The study P-value is the probability that the study results would be obtained if the null hypothesis was true. It is inferred that this is also the probability of the null hypothesis, given the observed study results. As we know from an analogous binary situation, the sensitivity of a test (S), i.e. the probability of getting a positive test result given the presence of disease, is not interchangeable with the positive predictive value (PPV), the probability of someone with a positive test result having the disease (which is dependent on the incidence of the disease), i.e. the prior probability. The relationship between PPV and S is governed by Bayes theorem; PPV x (probability of a positive test) = S x (probability of disease = incidence) (51). However, because of the symmetry of the normal distribution, provided the assumption of normality holds true for the test variable, the two arguments are interchangeable. If a clinical effect of 4 units is found, then the null hypothesis is 4/SEM Z-statistics away from the center of the study distribution, and likewise, an effect of 4 units is 4/SEM away from the center of the null hypothesis distribution in the opposite direction. The test variable may be shifted across the x-axis of the distribution by changing the frame of reference (or scaled up or down, e.g. by changing the units of measurement), but the Z number and the associated area under the curve that they represent are unaltered. In this regard, there is nothing particular about the null hypothesis; it is just a hypothesis that occupies an area under the curve like any other hypothesis. Pre-study, the probability of the null hypothesis being falsely upheld is assigned the value β, which differs from α. The β value arises from considering the observed P-value as a binary variable to serve as a decision-making tool. The β-value is the probability that the observed P-value will be below the predefined α threshold, but post-study the probability of the null hypothesis is the observed P-value. Here, the null hypothesis is rejected, and an alternative hypothesis centered on the observed effect size is adopted.
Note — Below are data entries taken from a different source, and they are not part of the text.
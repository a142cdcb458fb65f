//! Minimal NumPy `.npy` codec for the dataset series.
//!
//! Writes format version 1.0 and reads versions 1.0, 2.0 and 3.0. Supported element
//! types are little-endian `f8`, `i8`, `i4`, single-byte integers and fixed-width
//! unicode strings (`<U{n}`). Only C-ordered arrays are accepted.

use std::fs::File;
use std::io::{self, BufReader, BufWriter, Read, Write};
use std::path::Path;
use thiserror::Error;

const MAGIC: &[u8; 6] = b"\x93NUMPY";
/// Magic, two version bytes and the v1 header length field.
const V1_PREAMBLE_LEN: usize = 10;
const HEADER_ALIGNMENT: usize = 64;

#[derive(Debug, Error)]
pub enum NpyError {
    #[error("I/O error: {0}")]
    Io(#[from] io::Error),
    #[error("Not an npy file (bad magic string)")]
    BadMagic,
    #[error("Unsupported npy format version {0}.{1}")]
    UnsupportedVersion(u8, u8),
    #[error("Invalid npy header: {0}")]
    InvalidHeader(String),
    #[error("Unsupported element type '{0}'")]
    UnsupportedDtype(String),
    #[error("Fortran-ordered arrays are not supported")]
    FortranOrder,
    #[error("Expected {expected} bytes of array data, found {found}")]
    DataLength { expected: usize, found: usize },
    #[error("Invalid unicode code point {0:#x}")]
    InvalidUnicode(u32),
    #[error("Expected {expected} data, found '{found}'")]
    UnexpectedDtype {
        expected: &'static str,
        found: String,
    },
}

#[derive(Debug, Clone, PartialEq)]
pub enum NpyData {
    Float(Vec<f64>),
    /// Every integer element type is widened to `i64`.
    Int(Vec<i64>),
    Unicode(Vec<String>),
}

#[derive(Debug, Clone, PartialEq)]
pub struct NpyArray {
    /// The element type as written in the header, e.g. `<f8`.
    pub descr: String,
    pub shape: Vec<usize>,
    pub data: NpyData,
}

impl NpyArray {
    pub fn element_count(&self) -> usize {
        self.shape.iter().product()
    }

    pub fn into_floats(self) -> Result<Vec<f64>, NpyError> {
        match self.data {
            NpyData::Float(values) => Ok(values),
            _ => Err(NpyError::UnexpectedDtype {
                expected: "floating-point",
                found: self.descr,
            }),
        }
    }

    pub fn into_ints(self) -> Result<Vec<i64>, NpyError> {
        match self.data {
            NpyData::Int(values) => Ok(values),
            _ => Err(NpyError::UnexpectedDtype {
                expected: "integer",
                found: self.descr,
            }),
        }
    }

    pub fn into_strings(self) -> Result<Vec<String>, NpyError> {
        match self.data {
            NpyData::Unicode(values) => Ok(values),
            _ => Err(NpyError::UnexpectedDtype {
                expected: "unicode",
                found: self.descr,
            }),
        }
    }
}

#[derive(Debug, Clone, Copy, PartialEq, Eq)]
enum Dtype {
    F8,
    I8,
    I4,
    I1,
    U1,
    Unicode(usize),
}

impl Dtype {
    fn parse(descr: &str) -> Result<Self, NpyError> {
        match descr {
            "<f8" => Ok(Self::F8),
            "<i8" => Ok(Self::I8),
            "<i4" => Ok(Self::I4),
            "|i1" | "<i1" => Ok(Self::I1),
            "|u1" | "<u1" => Ok(Self::U1),
            _ => descr
                .strip_prefix("<U")
                .and_then(|w| w.parse::<usize>().ok())
                .map(Self::Unicode)
                .ok_or_else(|| NpyError::UnsupportedDtype(descr.to_string())),
        }
    }

    fn item_size(self) -> usize {
        match self {
            Self::F8 | Self::I8 => 8,
            Self::I4 => 4,
            Self::I1 | Self::U1 => 1,
            Self::Unicode(width) => width * 4,
        }
    }
}

pub fn write_floats(writer: &mut impl Write, shape: &[usize], values: &[f64]) -> Result<(), NpyError> {
    check_length(shape, values.len())?;
    write_header(writer, "<f8", shape)?;
    for v in values {
        writer.write_all(&v.to_le_bytes())?;
    }
    writer.flush()?;
    Ok(())
}

pub fn write_ints(writer: &mut impl Write, shape: &[usize], values: &[i64]) -> Result<(), NpyError> {
    check_length(shape, values.len())?;
    write_header(writer, "<i8", shape)?;
    for v in values {
        writer.write_all(&v.to_le_bytes())?;
    }
    writer.flush()?;
    Ok(())
}

/// Writes a one-dimensional `<U{n}` array, `n` being the longest string in characters.
pub fn write_strings(writer: &mut impl Write, values: &[String]) -> Result<(), NpyError> {
    let width = values
        .iter()
        .map(|s| s.chars().count())
        .max()
        .unwrap_or(0)
        .max(1);
    write_header(writer, &format!("<U{}", width), &[values.len()])?;
    for s in values {
        let mut written = 0;
        for c in s.chars() {
            writer.write_all(&(c as u32).to_le_bytes())?;
            written += 1;
        }
        for _ in written..width {
            writer.write_all(&0u32.to_le_bytes())?;
        }
    }
    writer.flush()?;
    Ok(())
}

pub fn read(reader: &mut impl Read) -> Result<NpyArray, NpyError> {
    let mut magic = [0u8; 6];
    reader.read_exact(&mut magic)?;
    if &magic != MAGIC {
        return Err(NpyError::BadMagic);
    }
    let mut version = [0u8; 2];
    reader.read_exact(&mut version)?;
    let header_len = match version[0] {
        1 => {
            let mut len = [0u8; 2];
            reader.read_exact(&mut len)?;
            u16::from_le_bytes(len) as usize
        }
        2 | 3 => {
            let mut len = [0u8; 4];
            reader.read_exact(&mut len)?;
            u32::from_le_bytes(len) as usize
        }
        _ => return Err(NpyError::UnsupportedVersion(version[0], version[1])),
    };

    let mut header = vec![0u8; header_len];
    reader.read_exact(&mut header)?;
    let header = String::from_utf8(header)
        .map_err(|_| NpyError::InvalidHeader("header is not valid text".to_string()))?;
    let (descr, fortran_order, shape) = parse_header(&header)?;
    if fortran_order {
        return Err(NpyError::FortranOrder);
    }
    let dtype = Dtype::parse(&descr)?;

    let count: usize = shape.iter().product();
    let expected = count * dtype.item_size();
    let mut bytes = Vec::with_capacity(expected);
    reader.read_to_end(&mut bytes)?;
    if bytes.len() != expected {
        return Err(NpyError::DataLength {
            expected,
            found: bytes.len(),
        });
    }

    let data = decode(dtype, &bytes)?;
    Ok(NpyArray { descr, shape, data })
}

pub fn write_floats_to_path<P: AsRef<Path>>(
    path: P,
    shape: &[usize],
    values: &[f64],
) -> Result<(), NpyError> {
    let mut writer = BufWriter::new(File::create(path)?);
    write_floats(&mut writer, shape, values)
}

pub fn write_ints_to_path<P: AsRef<Path>>(
    path: P,
    shape: &[usize],
    values: &[i64],
) -> Result<(), NpyError> {
    let mut writer = BufWriter::new(File::create(path)?);
    write_ints(&mut writer, shape, values)
}

pub fn write_strings_to_path<P: AsRef<Path>>(path: P, values: &[String]) -> Result<(), NpyError> {
    let mut writer = BufWriter::new(File::create(path)?);
    write_strings(&mut writer, values)
}

pub fn read_from_path<P: AsRef<Path>>(path: P) -> Result<NpyArray, NpyError> {
    let mut reader = BufReader::new(File::open(path)?);
    read(&mut reader)
}

fn check_length(shape: &[usize], len: usize) -> Result<(), NpyError> {
    let expected: usize = shape.iter().product();
    if expected != len {
        return Err(NpyError::DataLength {
            expected,
            found: len,
        });
    }
    Ok(())
}

fn format_shape(shape: &[usize]) -> String {
    match shape {
        [] => "()".to_string(),
        [n] => format!("({},)", n),
        _ => {
            let dims: Vec<String> = shape.iter().map(|d| d.to_string()).collect();
            format!("({})", dims.join(", "))
        }
    }
}

fn write_header(writer: &mut impl Write, descr: &str, shape: &[usize]) -> Result<(), NpyError> {
    let dict = format!(
        "{{'descr': '{}', 'fortran_order': False, 'shape': {}, }}",
        descr,
        format_shape(shape)
    );
    let unpadded = V1_PREAMBLE_LEN + dict.len() + 1;
    let padding = (HEADER_ALIGNMENT - unpadded % HEADER_ALIGNMENT) % HEADER_ALIGNMENT;
    let header_len = dict.len() + padding + 1;
    let header_len = u16::try_from(header_len)
        .map_err(|_| NpyError::InvalidHeader(format!("header of {} bytes is too long", header_len)))?;

    writer.write_all(MAGIC)?;
    writer.write_all(&[1, 0])?;
    writer.write_all(&header_len.to_le_bytes())?;
    writer.write_all(dict.as_bytes())?;
    writer.write_all(&vec![b' '; padding])?;
    writer.write_all(b"\n")?;
    Ok(())
}

/// Returns the text following `'key':` in a header dictionary.
fn header_value<'a>(header: &'a str, key: &str) -> Result<&'a str, NpyError> {
    let missing = || NpyError::InvalidHeader(format!("missing key '{}'", key));
    let start = header
        .find(&format!("'{}'", key))
        .or_else(|| header.find(&format!("\"{}\"", key)))
        .ok_or_else(missing)?;
    let rest = &header[start + key.len() + 2..];
    rest.trim_start()
        .strip_prefix(':')
        .map(str::trim_start)
        .ok_or_else(missing)
}

fn parse_header(header: &str) -> Result<(String, bool, Vec<usize>), NpyError> {
    let descr_value = header_value(header, "descr")?;
    let quote = descr_value
        .chars()
        .next()
        .filter(|c| *c == '\'' || *c == '"')
        .ok_or_else(|| NpyError::InvalidHeader("descr is not a string".to_string()))?;
    let descr = descr_value[1..]
        .split(quote)
        .next()
        .unwrap_or_default()
        .to_string();

    let fortran_value = header_value(header, "fortran_order")?;
    let fortran_order = if fortran_value.starts_with("True") {
        true
    } else if fortran_value.starts_with("False") {
        false
    } else {
        return Err(NpyError::InvalidHeader("fortran_order is not a boolean".to_string()));
    };

    let shape_value = header_value(header, "shape")?;
    let tuple = shape_value
        .strip_prefix('(')
        .and_then(|s| s.split(')').next())
        .ok_or_else(|| NpyError::InvalidHeader("shape is not a tuple".to_string()))?;
    let shape = tuple
        .split(',')
        .map(str::trim)
        .filter(|d| !d.is_empty())
        .map(|d| {
            d.parse::<usize>()
                .map_err(|_| NpyError::InvalidHeader(format!("invalid dimension '{}'", d)))
        })
        .collect::<Result<Vec<_>, _>>()?;

    Ok((descr, fortran_order, shape))
}

fn decode(dtype: Dtype, bytes: &[u8]) -> Result<NpyData, NpyError> {
    let data = match dtype {
        Dtype::F8 => NpyData::Float(
            bytes
                .chunks_exact(8)
                .map(|c| f64::from_le_bytes([c[0], c[1], c[2], c[3], c[4], c[5], c[6], c[7]]))
                .collect(),
        ),
        Dtype::I8 => NpyData::Int(
            bytes
                .chunks_exact(8)
                .map(|c| i64::from_le_bytes([c[0], c[1], c[2], c[3], c[4], c[5], c[6], c[7]]))
                .collect(),
        ),
        Dtype::I4 => NpyData::Int(
            bytes
                .chunks_exact(4)
                .map(|c| i32::from_le_bytes([c[0], c[1], c[2], c[3]]) as i64)
                .collect(),
        ),
        Dtype::I1 => NpyData::Int(bytes.iter().map(|&b| b as i8 as i64).collect()),
        Dtype::U1 => NpyData::Int(bytes.iter().map(|&b| b as i64).collect()),
        Dtype::Unicode(0) => NpyData::Unicode(Vec::new()),
        Dtype::Unicode(width) => {
            let mut strings = Vec::with_capacity(bytes.len() / (width * 4));
            for item in bytes.chunks_exact(width * 4) {
                let mut s = String::with_capacity(width);
                for unit in item.chunks_exact(4) {
                    let code = u32::from_le_bytes([unit[0], unit[1], unit[2], unit[3]]);
                    if code == 0 {
                        break;
                    }
                    s.push(char::from_u32(code).ok_or(NpyError::InvalidUnicode(code))?);
                }
                strings.push(s);
            }
            NpyData::Unicode(strings)
        }
    };
    Ok(data)
}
In conclusion, a power for superiority calculation raises the threshold for carrying out a clinical study. This could increase the size of cost of the study but could also serve as a filter to eliminate studies that are unlikely to achieve results that are clinically beneficial. Reference to a minimal clinically significant difference is desirable in determining the power of all clinical studies, without which it is unknown if outcome differences are clinically beneficial. However further research into defining clinically significant differences is required, so there is greater standardization and clarity. Post-hoc analysis of power for superiority can help to determine the likelihood of obtaining clinical significance, which may be lost in a conventional power calculation, which yields no new information in the post-hoc setting.